• Task:
In full and without changes, output the data.

[Records drawn from a dataset]
══════════════════════════════
//! # pv-protocol
//!
//! Shared models for procvisor.
//!
//! This crate defines the data structures a process manager exposes to the
//! outside world:
//! - Process identity and lifecycle state
//! - Per-process status and manager-wide health snapshots
//! - Events emitted on state transitions and sync completions
//! - Serializable manager settings
//!
//! ## Modules
//!
//! - [`process_models`]: `ProcessId`, `ProcessState`, `UpdateKind`, `ProcessStatus`
//! - [`health_models`]: `HealthSnapshot`
//! - [`events`]: `Event` and `RetryReason`
//! - [`config_models`]: `ManagerSettings`
//!
//! ## Design Principles
//!
//! - Minimal dependencies: serde, ts-rs, uuid, chrono, thiserror
//! - TypeScript generation: all types derive `TS` for dashboard clients
//! - Independent compilation: no dependencies on other procvisor crates

pub mod config_models;
pub mod events;
pub mod health_models;
pub mod process_models;

// Re-export all public types for convenience
pub use config_models::*;
pub use events::*;
pub use health_models::*;
pub use process_models::*;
══════════════════════════════
• Solution to this exercise:
//! # pv-protocol
//!
//! Shared models for procvisor.
//!
//! This crate defines the data structures a process manager exposes to the
//! outside world:
//! - Process identity and lifecycle state
//! - Per-process status and manager-wide health snapshots
//! - Events emitted on state transitions and sync completions
//! - Serializable manager settings
//!
//! ## Modules
//!
//! - [`process_models`]: `ProcessId`, `ProcessState`, `UpdateKind`, `ProcessStatus`
//! - [`health_models`]: `HealthSnapshot`
//! - [`events`]: `Event` and `RetryReason`
//! - [`config_models`]: `ManagerSettings`
//!
//! ## Design Principles
//!
//! - Minimal dependencies: serde, ts-rs, uuid, chrono, thiserror
//! - TypeScript generation: all types derive `TS` for dashboard clients
//! - Independent compilation: no dependencies on other procvisor crates

pub mod config_models;
pub mod events;
pub mod health_models;
pub mod process_models;

// Re-export all public types for convenience
pub use config_models::*;
pub use events::*;
pub use health_models::*;
pub use process_models::*;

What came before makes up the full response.